The pure yeast strain isolation procedure worked out by Hansen was transferred to the wine industry by the German Julius Wortmann, who founded the ‘Geisenheim Yeast Breeding Center’ in 1894 [1,2]. The isolation of pure yeast strains in Geisenheim had been initiated in the early 1890s and these strains are still preserved today. Today’s strain maintenance relies on deep freezing of culture collections at −80 °C, while supplies for the industry are generally provided as instant dry yeasts [17,18].

Yet, at the Geisenheim Yeast Breeding Center, stocks were originally maintained as slants with a paraffin overlay. Cultures were stored either in this manner or, even simpler, in plain water [5,6]. A recent report analyzed long-term storage (12 years) of >1000 stocks and provided evidence that water storage yielded survival rates of 98.9%, closely resembling that of frozen stocks (99.5%), while survival rates under a mineral oil layer were a bit less with 88.2% [10]. Two racks of Geisenheim yeast stocks were kept over the years, more as display items than out of necessity. Such a long-term storage has not been previously reported. In fact, it is not entirely clear anymore when exactly these stocks were generated (besides the fact that they are very old and between 30 and 60 years of age). Collectively, these studies show, however, that yeast strain collections can be routinely kept under a zero-emission regime, which could be used as an incentive to reduce the energy-demanding storage of cultures at −80 °C.

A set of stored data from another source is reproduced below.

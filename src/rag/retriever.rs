//! Document index with two selection strategies: cosine similarity over
//! embeddings when vectors are available, keyword overlap otherwise.

use std::collections::HashSet;

use crate::models::{Document, DocumentMetadata, SourceReference};
use crate::rag::similarity::cosine_similarity;

struct IndexEntry {
    doc: Document,
    vector: Option<Vec<f32>>,
}

/// In-memory retrieval index over the corpus. Documents are scored against
/// a query and returned as citation snapshots, descending by relevance with
/// ties broken by ascending document id so results are deterministic.
#[derive(Default)]
pub struct DocumentIndex {
    entries: Vec<IndexEntry>,
}

impl DocumentIndex {
    pub fn new() -> Self {
        Self::default()
    }

    pub fn add_document(&mut self, doc: Document) {
        self.entries.push(IndexEntry { doc, vector: None });
    }

    pub fn add_document_with_vector(&mut self, doc: Document, vector: Vec<f32>) {
        self.entries.push(IndexEntry {
            doc,
            vector: Some(vector),
        });
    }

    pub fn document_by_id(&self, id: u64) -> Option<&Document> {
        self.entries.iter().map(|e| &e.doc).find(|d| d.id == id)
    }

    pub fn len(&self) -> usize {
        self.entries.len()
    }

    pub fn is_empty(&self) -> bool {
        self.entries.is_empty()
    }

    /// True when at least one indexed document carries an embedding, which
    /// selects the vector strategy for the next search.
    pub fn has_embeddings(&self) -> bool {
        self.entries.iter().any(|e| e.vector.is_some())
    }

    /// Keyword-overlap search over lower-cased title+content.
    ///
    /// Query terms of length <= 2 are discarded; the score is the fraction of
    /// distinct terms found in the document. An empty or whitespace-only
    /// query returns the first `limit` documents in store order with
    /// relevance fixed at 1.0, so an empty query never signals "no results".
    pub fn search_text(&self, query: &str, limit: usize) -> Vec<SourceReference> {
        if query.trim().is_empty() {
            return self
                .entries
                .iter()
                .take(limit)
                .map(|e| to_source(&e.doc, 1.0))
                .collect();
        }

        let lowered = query.to_lowercase();
        let terms: HashSet<&str> = lowered
            .split_whitespace()
            .filter(|t| t.len() > 2)
            .collect();
        if terms.is_empty() {
            return Vec::new();
        }

        let scored = self
            .entries
            .iter()
            .filter_map(|e| {
                let haystack =
                    format!("{} {}", e.doc.title, e.doc.content).to_lowercase();
                let matches = terms.iter().filter(|t| haystack.contains(**t)).count();
                if matches == 0 {
                    return None;
                }
                let score = matches as f32 / terms.len() as f32;
                Some(to_source(&e.doc, score))
            })
            .collect();

        rank(scored, limit)
    }

    /// Cosine-similarity search against the query embedding.
    ///
    /// Documents without an embedding are silently skipped, so a partially
    /// embedded index yields results drawn only from the embedded subset —
    /// a known limitation of the vector strategy, preserved deliberately.
    /// A dimension mismatch skips the offending document with a warning and
    /// never aborts the search. Documents with non-positive similarity are
    /// dropped from the result set, so returned scores always land in (0, 1].
    pub fn search_vector(&self, query_vector: &[f32], limit: usize) -> Vec<SourceReference> {
        let scored = self
            .entries
            .iter()
            .filter_map(|e| {
                let vector = e.vector.as_ref()?;
                let score = match cosine_similarity(query_vector, vector) {
                    Ok(score) => score,
                    Err(err) => {
                        tracing::warn!(
                            doc_id = e.doc.id,
                            "skipping document in vector search: {}",
                            err
                        );
                        return None;
                    }
                };
                if score <= 0.0 {
                    return None;
                }
                Some(to_source(&e.doc, score))
            })
            .collect();

        rank(scored, limit)
    }
}

fn to_source(doc: &Document, score: f32) -> SourceReference {
    let section = match &doc.metadata {
        DocumentMetadata::Catechism { section, .. } => section.clone(),
        _ => None,
    };
    SourceReference {
        id: doc.id,
        title: doc.title.clone(),
        content: Some(doc.content.clone()),
        source: doc.source.clone(),
        category: Some(doc.category().to_string()),
        section,
        relevance_score: score.clamp(0.0, 1.0),
    }
}

fn rank(mut scored: Vec<SourceReference>, limit: usize) -> Vec<SourceReference> {
    scored.sort_by(|a, b| {
        b.relevance_score
            .partial_cmp(&a.relevance_score)
            .unwrap_or(std::cmp::Ordering::Equal)
            .then(a.id.cmp(&b.id))
    });
    scored.truncate(limit);
    scored
}
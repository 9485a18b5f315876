use async_trait::async_trait;

use crate::core::errors::ApiError;

use super::types::CompletionRequest;

/// Black-box completion/embedding backend. Implementations must be usable
/// behind an `Arc` from handlers and the pipeline.
#[async_trait]
pub trait CompletionProvider: Send + Sync {
    /// provider name (e.g. "openai", "offline")
    fn name(&self) -> &str;

    /// chat completion (non-streaming)
    async fn complete(&self, request: CompletionRequest) -> Result<String, ApiError>;

    /// map text to a fixed-length embedding vector
    async fn embed(&self, text: &str) -> Result<Vec<f32>, ApiError>;

    /// whether the embedding endpoint is available; false selects the
    /// keyword fallback for retrieval
    fn supports_embeddings(&self) -> bool;
}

The ‘old’ Geisenheim yeast strains can be both a heritage and a source of new strains for yeast breeding programs. As a heritage, they could be used to strengthen the local character of wines produced with them and thus contribute to the terroir of these wines [19,20,21]. To be useful as a breeding stock, these old strains need to be characterized in more detail, preferably including their genomes [22,23]. In our study, the yeast with the most pronounced flavor production capability of alcohols and esters was the S. cerevisiae strain Rüdesheimer Hinterhaus 1893 (‘Hinterhaus’ refers to backyard). It was apparent that this strain is a remarkable producer of acetate esters, but not so of medium chain fatty esters. The former are produced by the acetyl transferases Atf1 and Atf2, while the latter are generated by the acyl-coenzymeA:ethanol O-acyltransferases Eeb1 and Eht1 [24,25]. This suggests strong activity of the ATF alcohol acetyl-coA transferases in the Rüdesheimer Hinterhaus strain isolated already in 1893, with reduced formation of medium chain fatty acids. It will be interesting to explore these properties through a full-scale wine fermentation trial and use in-depth genomics and transcriptomics to generate molecular markers for yeast breeding.

The strive for more volatile aromas has spurred the search for alternative yeasts and renewed the interest in spontaneous fermentations [26]. Yet, due to the unpredictable and inconsistent outcomes of spontaneous fermentations, the development of improved starter cultures or consortia may provide better alternatives [27,28].

5. Conclusions

In conclusion, our study of yeast isolates stored for a very long period opens several new research avenues in the use of these strains, either directly as starter cultures or as stocks for the Geisenheim Yeast Breeding Center; both will be interesting to exploit in the future. For general use, our data and previous work, e.g., on water cultures show that zero-emission strain-keeping of yeast cultures is feasible and should be more generally exploited.